- **Task objective**
Search the material for the word "Some" and report each line where it turns up.

▼

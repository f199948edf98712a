//! Error types for audit runs
//!
//! Attempt-level failures are [`PageError`]s tagged with a [`FailureKind`]
//! that decides whether the worker retries, gives up or marks the task as
//! crashed. Everything that escapes to the caller is an [`AuditError`].

use serde::{Deserialize, Serialize};
use std::path::PathBuf;

/// Class of an attempt failure
#[derive(Debug, Clone, Copy, PartialEq, Eq, Hash, Serialize, Deserialize)]
#[serde(rename_all = "snake_case")]
pub enum FailureKind {
    /// Navigation did not settle (DNS, refused connection, HTTP-level error)
    Navigation,
    /// The attempt exceeded its time budget
    Timeout,
    /// The browser process or its connection died
    Crash,
    /// The required analyzer failed
    Analyzer,
    /// A page could not be created from the pool
    Resource,
}

impl FailureKind {
    /// Classify a browser-layer error message
    #[must_use]
    pub fn classify(message: &str) -> Self {
        let msg = message.to_lowercase();

        // Crash check first: a dead connection often also mentions navigation
        if msg.contains("crashed")
            || msg.contains("browser closed")
            || msg.contains("browser process")
            || msg.contains("connection closed")
            || msg.contains("websocket")
            || msg.contains("channel closed")
        {
            return Self::Crash;
        }

        if msg.contains("timeout") || msg.contains("timed out") {
            return Self::Timeout;
        }

        Self::Navigation
    }

    /// Crashes are never retried; everything else is
    #[must_use]
    pub const fn is_retryable(&self) -> bool {
        !matches!(self, Self::Crash)
    }
}

impl std::fmt::Display for FailureKind {
    fn fmt(&self, f: &mut std::fmt::Formatter<'_>) -> std::fmt::Result {
        let s = match self {
            Self::Navigation => "navigation",
            Self::Timeout => "timeout",
            Self::Crash => "crash",
            Self::Analyzer => "analyzer",
            Self::Resource => "resource",
        };
        f.write_str(s)
    }
}

/// Failure of a single attempt on a single page
#[derive(Debug, Clone, PartialEq, Eq, thiserror::Error)]
#[error("{kind} error: {message}")]
pub struct PageError {
    pub kind: FailureKind,
    pub message: String,
}

impl PageError {
    pub fn new(kind: FailureKind, message: impl Into<String>) -> Self {
        Self {
            kind,
            message: message.into(),
        }
    }

    pub fn navigation(message: impl Into<String>) -> Self {
        Self::new(FailureKind::Navigation, message)
    }

    #[must_use]
    pub fn timeout(secs: u64, operation: &str) -> Self {
        Self::new(
            FailureKind::Timeout,
            format!("{operation} timed out after {secs}s"),
        )
    }

    pub fn crash(message: impl Into<String>) -> Self {
        Self::new(FailureKind::Crash, message)
    }

    pub fn analyzer(analyzer: &str, message: impl std::fmt::Display) -> Self {
        Self::new(FailureKind::Analyzer, format!("{analyzer}: {message}"))
    }

    pub fn resource(message: impl Into<String>) -> Self {
        Self::new(FailureKind::Resource, message)
    }

    /// Wrap an arbitrary browser-layer error, classifying it by message
    pub fn from_browser(error: impl std::fmt::Display) -> Self {
        let message = error.to_string();
        Self::new(FailureKind::classify(&message), message)
    }

    #[must_use]
    pub fn is_crash(&self) -> bool {
        self.kind == FailureKind::Crash
    }
}

/// Errors from the page resource pool
#[derive(Debug, Clone, thiserror::Error)]
pub enum PoolError {
    #[error("Page pool is closed")]
    Closed,

    #[error("Failed to create page: {0}")]
    Create(#[source] PageError),
}

impl From<PoolError> for PageError {
    fn from(err: PoolError) -> Self {
        match err {
            PoolError::Closed => PageError::resource("page pool is closed"),
            // Preserve crash classification so a dead browser is not retried
            PoolError::Create(inner) if inner.is_crash() => inner,
            PoolError::Create(inner) => PageError::resource(inner.message),
        }
    }
}

/// Errors while writing debug artifacts
#[derive(Debug, thiserror::Error)]
pub enum PersistenceError {
    #[error("Failed to create debug directory {path}: {source}")]
    CreateDir {
        path: PathBuf,
        #[source]
        source: std::io::Error,
    },

    #[error("Failed to write {path}: {source}")]
    Write {
        path: PathBuf,
        #[source]
        source: std::io::Error,
    },

    #[error("Failed to serialize debug data: {0}")]
    Serialize(#[from] serde_json::Error),
}

/// Invalid option values rejected by the builder
#[derive(Debug, Clone, PartialEq, Eq, thiserror::Error)]
pub enum ConfigError {
    #[error("max_concurrent must be between 1 and {max}, got {value}")]
    MaxConcurrent { value: usize, max: usize },

    #[error("timeout must be at least 1 second")]
    ZeroTimeout,

    #[error("max_retries must be at most {max}, got {value}")]
    MaxRetries { value: u32, max: u32 },

    #[error("invalid retry backoff: {0}")]
    Backoff(String),
}

/// Crate-level error type
#[derive(Debug, thiserror::Error)]
pub enum AuditError {
    #[error("I/O error: {0}")]
    Io(#[from] std::io::Error),

    #[error("HTTP error: {0}")]
    Http(#[from] reqwest::Error),

    #[error("Failed to parse sitemap {url}: {message}")]
    SitemapParse { url: String, message: String },

    /// The self-checks disagree with the run summary
    #[error("Validation mismatch: {count} issues, first: {first}")]
    ValidationMismatch { count: usize, first: String },

    #[error("No URLs to audit")]
    NoUrls,
}
//! Structural and aggregate validation of audit output

use std::fmt::Write as _;

use super::{ValidationIssue, ValidationReport};
use crate::results::{AccessibilityResult, PageStatus, TestSummary};

const SUMMARY_SCOPE: &str = "summary";

/// Check each result's structure and internal consistency
///
/// Structure: a parseable URL, every present section score finite and within
/// `0..=100`, timing metrics finite and non-negative. Consistency: counts
/// match their lists and every issue carries a code.
#[must_use]
pub fn validate_audit_results(results: &[AccessibilityResult]) -> ValidationReport {
    let mut issues = Vec::new();

    for result in results {
        check_result(result, &mut issues);
    }

    let report = ValidationReport::from_issues(issues, results.len());
    log::debug!(
        "Validated {} results: {} issues",
        report.checked,
        report.issues.len()
    );
    report
}

fn check_result(result: &AccessibilityResult, issues: &mut Vec<ValidationIssue>) {
    let scope = if result.url.is_empty() {
        "<empty url>"
    } else {
        result.url.as_str()
    };

    if result.url.trim().is_empty() {
        issues.push(ValidationIssue::invalid(scope, "url", "", "URL is empty"));
    } else if url::Url::parse(&result.url).is_err() {
        issues.push(ValidationIssue::invalid(
            scope,
            "url",
            &result.url,
            "URL does not parse",
        ));
    }

    for (field, score) in result.section_scores() {
        if !score.is_finite() || !(0.0..=100.0).contains(&score) {
            issues.push(ValidationIssue::invalid(
                scope,
                format!("{field}.score"),
                score,
                format!("{field} score {score} is outside 0..=100"),
            ));
        }
    }

    if let Some(perf) = &result.performance {
        let metrics = [
            ("performance.time_to_first_byte_ms", Some(perf.time_to_first_byte_ms)),
            ("performance.first_contentful_paint_ms", perf.first_contentful_paint_ms),
            ("performance.dom_content_loaded_ms", Some(perf.dom_content_loaded_ms)),
            ("performance.load_complete_ms", Some(perf.load_complete_ms)),
        ];
        for (name, value) in metrics {
            if let Some(v) = value
                && (!v.is_finite() || v < 0.0)
            {
                issues.push(ValidationIssue::invalid(
                    scope,
                    name,
                    v,
                    format!("{name} must be finite and non-negative"),
                ));
            }
        }
    }

    if let Some(px) = result.mobile.as_ref().and_then(|m| m.base_font_size_px)
        && (!px.is_finite() || px < 0.0)
    {
        issues.push(ValidationIssue::invalid(
            scope,
            "mobile.base_font_size_px",
            px,
            "base font size must be finite and non-negative",
        ));
    }

    if result.error_count != result.errors.len() {
        issues.push(ValidationIssue::mismatch(
            scope,
            "error_count",
            result.errors.len(),
            result.error_count,
        ));
    }
    if result.warning_count != result.warnings.len() {
        issues.push(ValidationIssue::mismatch(
            scope,
            "warning_count",
            result.warnings.len(),
            result.warning_count,
        ));
    }

    for (kind, list) in [("errors", &result.errors), ("warnings", &result.warnings)] {
        for (i, issue) in list.iter().enumerate() {
            if issue.code.trim().is_empty() {
                issues.push(ValidationIssue::invalid(
                    scope,
                    format!("{kind}[{i}].code"),
                    "",
                    format!("{kind}[{i}] has no code"),
                ));
            }
        }
    }
}

/// Recompute every aggregate of `summary` from its entries
///
/// Each stored aggregate that disagrees is reported with the recomputed
/// value as `expected` and the stored one as `actual`. Per-entry coherence
/// and the two partition invariants are checked as well.
#[must_use]
pub fn validate_test_summary(summary: &TestSummary) -> ValidationReport {
    let mut issues = Vec::new();

    let mut passed = 0usize;
    let mut failed = 0usize;
    let mut crashed = 0usize;
    let mut skipped = 0usize;
    let mut errors = 0usize;
    let mut warnings = 0usize;
    let mut duration = 0u64;

    for entry in &summary.results {
        match entry.status {
            PageStatus::Passed => passed += 1,
            PageStatus::Failed => failed += 1,
            PageStatus::Crashed => crashed += 1,
            PageStatus::Skipped | PageStatus::Cancelled => skipped += 1,
        }
        if let Some(result) = &entry.result {
            errors += result.error_count;
            warnings += result.warning_count;
        }
        duration = duration.saturating_add(entry.duration_ms);

        check_entry_coherence(entry, &mut issues);
    }
    let tested = passed + failed + crashed;

    let expected: [(&str, u64, u64); 9] = [
        ("total_pages", summary.results.len() as u64, summary.total_pages as u64),
        ("tested_pages", tested as u64, summary.tested_pages as u64),
        ("passed_pages", passed as u64, summary.passed_pages as u64),
        ("failed_pages", failed as u64, summary.failed_pages as u64),
        ("crashed_pages", crashed as u64, summary.crashed_pages as u64),
        ("skipped_pages", skipped as u64, summary.skipped_pages as u64),
        ("total_errors", errors as u64, summary.total_errors as u64),
        ("total_warnings", warnings as u64, summary.total_warnings as u64),
        ("total_duration_ms", duration, summary.total_duration_ms),
    ];
    for (field, recomputed, stored) in expected {
        if recomputed != stored {
            issues.push(ValidationIssue::mismatch(
                SUMMARY_SCOPE,
                field,
                recomputed,
                stored,
            ));
        }
    }

    // Partition invariants over the stored values
    let stored_tested = summary.passed_pages + summary.failed_pages + summary.crashed_pages;
    if summary.tested_pages != stored_tested {
        issues.push(ValidationIssue {
            scope: SUMMARY_SCOPE.to_string(),
            field: "tested_pages".to_string(),
            expected: stored_tested.to_string(),
            actual: summary.tested_pages.to_string(),
            message: format!(
                "tested_pages ({}) != passed + failed + crashed ({})",
                summary.tested_pages, stored_tested
            ),
        });
    }
    let stored_total = summary.tested_pages + summary.skipped_pages;
    if summary.total_pages != stored_total {
        issues.push(ValidationIssue {
            scope: SUMMARY_SCOPE.to_string(),
            field: "total_pages".to_string(),
            expected: stored_total.to_string(),
            actual: summary.total_pages.to_string(),
            message: format!(
                "total_pages ({}) != tested + skipped ({})",
                summary.total_pages, stored_total
            ),
        });
    }

    if !issues.is_empty() {
        log::warn!(
            "Summary validation found {} issues across {} entries",
            issues.len(),
            summary.results.len()
        );
    }
    ValidationReport::from_issues(issues, summary.results.len())
}

fn check_entry_coherence(entry: &crate::results::PageOutcome, issues: &mut Vec<ValidationIssue>) {
    let scope = entry.url.as_str();

    if entry.status.is_tested() && entry.attempts == 0 {
        issues.push(ValidationIssue::invalid(
            scope,
            "attempts",
            0,
            format!("{} entry reports zero attempts", entry.status),
        ));
    }

    match entry.status {
        PageStatus::Passed => match &entry.result {
            None => issues.push(ValidationIssue::invalid(
                scope,
                "result",
                "none",
                "passed entry has no result",
            )),
            Some(result) if result.has_blocking_errors() => {
                issues.push(ValidationIssue::invalid(
                    scope,
                    "status",
                    entry.status,
                    "passed entry carries a critical error",
                ));
            }
            Some(_) => {}
        },
        PageStatus::Failed => {
            if entry.result.is_none() && entry.error.is_none() {
                issues.push(ValidationIssue::invalid(
                    scope,
                    "error",
                    "none",
                    "failed entry has neither a result nor an error",
                ));
            }
        }
        PageStatus::Crashed => {
            if entry.error.is_none() {
                issues.push(ValidationIssue::invalid(
                    scope,
                    "error",
                    "none",
                    "crashed entry has no error",
                ));
            }
        }
        PageStatus::Skipped => {
            if entry.redirect_target.is_none() {
                issues.push(ValidationIssue::invalid(
                    scope,
                    "redirect_target",
                    "none",
                    "skipped entry has no redirect target",
                ));
            }
        }
        PageStatus::Cancelled => {}
    }
}

/// Plain-text rendering of a validation report
#[must_use]
pub fn generate_report(report: &ValidationReport) -> String {
    let mut out = String::new();
    let status = if report.valid { "VALID" } else { "INVALID" };
    let _ = writeln!(out, "Validation: {status}");
    let _ = writeln!(out, "Items checked: {}", report.checked);
    let _ = writeln!(out, "Issues found: {}", report.issues.len());

    for issue in &report.issues {
        let _ = write!(out, "  - [{}] {}", issue.scope, issue.field);
        if issue.expected.is_empty() {
            let _ = writeln!(out, ": {}", issue.message);
        } else {
            let _ = writeln!(
                out,
                ": expected {}, actual {}",
                issue.expected, issue.actual
            );
        }
    }
    out
}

▲

- **Response box**
    if let Some(perf) = &result.performance {
            ("performance.time_to_first_byte_ms", Some(perf.time_to_first_byte_ms)),
            ("performance.dom_content_loaded_ms", Some(perf.dom_content_loaded_ms)),
            ("performance.load_complete_ms", Some(perf.load_complete_ms)),
            if let Some(v) = value
    if let Some(px) = result.mobile.as_ref().and_then(|m| m.base_font_size_px)
        if let Some(result) = &entry.result {
            Some(result) if result.has_blocking_errors() => {
            Some(_) => {}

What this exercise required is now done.